Editorial

COUNTY ROAD PLAN

This article comes from our electronic archive and has not been reviewed. It may contain glitches.

With traffic on Cape Girardeau County roads increasing because of continued rural growth, the County Commission's decision to embark upon a program of improvements to selected rural roads comes at a good time.

Although not a lot of money is being earmarked for the improvements, the county can at least get an early start on paving of some unimproved roads that already are or will be carrying heavier volumes of traffic as the rural growth continues.

The commission hopes to be able to complete about eight miles of paving every year under its new long-range road improvement plan. Its three members elected last year to earmark interest money earned each year off the county's emergency fund, which currently totals a hefty $4.5 million or so. That gives the county about $240,000 in interest earnings to spend on road paving this year.

The county's frugal financial ways led to elimination a number of years ago of Cape Girardeau County's personal property tax. A 35-cent road-and-bridge levy remains in effect. Revenue from the road and bridge levy coupled with the interest-derived money from its surplus fund gives the county a substantial sum to carry out not only road maintenance, but the improvements the commission wisely envisions.

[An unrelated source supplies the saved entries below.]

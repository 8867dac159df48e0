//! Mirrors the origin's follow stream into the [`ChainCache`].
//!
//! One session opens a stream from the persisted head, rolls back to a
//! resumable ancestor when the origin no longer knows that head, and then
//! applies events until the stream ends or fails. [`ChainFollower::spawn`]
//! runs sessions forever under the supervisor.

use std::sync::Arc;
use std::time::Duration;

use futures::StreamExt;
use tokio::task::JoinHandle;
use tracing::{debug, info, warn};

use lumen_core::error::{LumenError, OriginError};
use lumen_core::traits::{EventStream, Origin};
use lumen_core::types::ChainEvent;

use crate::cache::ChainCache;
use crate::supervisor::{spawn_supervised, HealthRegistry};

/// Health registry key of the follower.
pub const COMPONENT: &str = "follower";

/// States the follower reports through the health registry.
///
/// Between sessions the supervisor records
/// [`STATE_BACKOFF`](crate::supervisor::STATE_BACKOFF) for the component.
#[derive(Debug, Clone, Copy, PartialEq, Eq)]
pub enum FollowerState {
    Following,
    RollingBack,
}

impl FollowerState {
    pub fn as_str(&self) -> &'static str {
        match self {
            Self::Following => "following",
            Self::RollingBack => "rolling_back",
        }
    }
}

/// Background ingestion loop. Sole writer of the cache.
pub struct ChainFollower {
    cache: Arc<ChainCache>,
    origin: Arc<dyn Origin>,
    health: Arc<HealthRegistry>,
    progress_interval: u64,
}

impl ChainFollower {
    pub fn new(
        cache: Arc<ChainCache>,
        origin: Arc<dyn Origin>,
        health: Arc<HealthRegistry>,
        progress_interval: u64,
    ) -> Self {
        Self {
            cache,
            origin,
            health,
            progress_interval: progress_interval.max(1),
        }
    }

    /// Run follow sessions forever, sleeping `retry_delay` between them.
    pub fn spawn(self: Arc<Self>, retry_delay: Duration) -> JoinHandle<()> {
        let health = self.health.clone();
        spawn_supervised(COMPONENT, health, retry_delay, move || {
            let follower = self.clone();
            async move { follower.follow_once().await }
        })
    }

    /// One follow session.
    ///
    /// Returns `Ok(())` when the origin closes the stream cleanly.
    pub async fn follow_once(&self) -> Result<(), LumenError> {
        self.set_state(FollowerState::Following);
        let head = self.cache.head()?;
        debug!(head = ?head.map(|h| h.to_string()), "opening follow stream");

        let stream = match self.origin.follow(head).await {
            Ok(stream) => stream,
            Err(OriginError::UnknownHead(reason)) => {
                warn!(%reason, "origin cannot resume from cached head, rolling back");
                self.roll_back().await?
            }
            Err(e) => return Err(e.into()),
        };

        self.set_state(FollowerState::Following);
        self.consume(stream).await
    }

    /// Apply one event to the cache.
    pub fn apply(&self, event: &ChainEvent) -> Result<(), LumenError> {
        match event {
            ChainEvent::Connected(block) => {
                self.cache.cache_block(block)?;
                if block.sequence % self.progress_interval == 0 {
                    info!(sequence = block.sequence, hash = %block.hash, "cached block");
                }
            }
            ChainEvent::Disconnected(block) => {
                self.cache.disconnect(block)?;
                info!(sequence = block.sequence, hash = %block.hash, "disconnected block");
            }
        }
        Ok(())
    }

    /// Probe cached ancestors from `head_sequence - 1` down until the origin
    /// accepts one as a resumption point, then roll the cache back to it.
    ///
    /// When none is accepted the cache is cleared, so the next session
    /// follows from genesis.
    async fn roll_back(&self) -> Result<EventStream, LumenError> {
        self.set_state(FollowerState::RollingBack);
        let head_sequence = self.cache.head_sequence()?;

        for sequence in (1..head_sequence).rev() {
            let Some(candidate) = self.cache.get_block_by_sequence(sequence)? else {
                debug!(sequence, "no cached block to probe");
                continue;
            };
            match self.origin.follow(Some(candidate.hash)).await {
                Ok(stream) => {
                    self.cache.rollback_to(&candidate)?;
                    info!(
                        sequence,
                        hash = %candidate.hash,
                        dropped = head_sequence - sequence,
                        "resumed from cached ancestor"
                    );
                    return Ok(stream);
                }
                Err(OriginError::UnknownHead(_)) => {
                    debug!(sequence, "ancestor unknown to origin");
                }
                Err(e) => return Err(e.into()),
            }
        }

        // No cached ancestor is on the origin's chain; start over from genesis.
        self.cache.clear()?;
        Err(LumenError::DivergenceExhausted { from: head_sequence })
    }

    async fn consume(&self, mut stream: EventStream) -> Result<(), LumenError> {
        while let Some(event) = stream.next().await {
            self.apply(&event?)?;
        }
        info!(
            head_sequence = self.cache.head_sequence()?,
            "origin closed the follow stream"
        );
        Ok(())
    }

    fn set_state(&self, state: FollowerState) {
        self.health.set_state(COMPONENT, state.as_str());
    }
}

The commission's approach is logical: It has established a paving schedule based on roads that carry the most traffic, spending money as it is available over the next five years.

The county should keep in mind that with paved roads come significantly higher maintenance costs, and too many miles of paved roads will put a burden on the county's road-and-bridge maintenance budget. Chipping away at improving roads the way it plans is the best way to give rural residents better roads without over-committing the county to hundreds of miles of costly paved roads.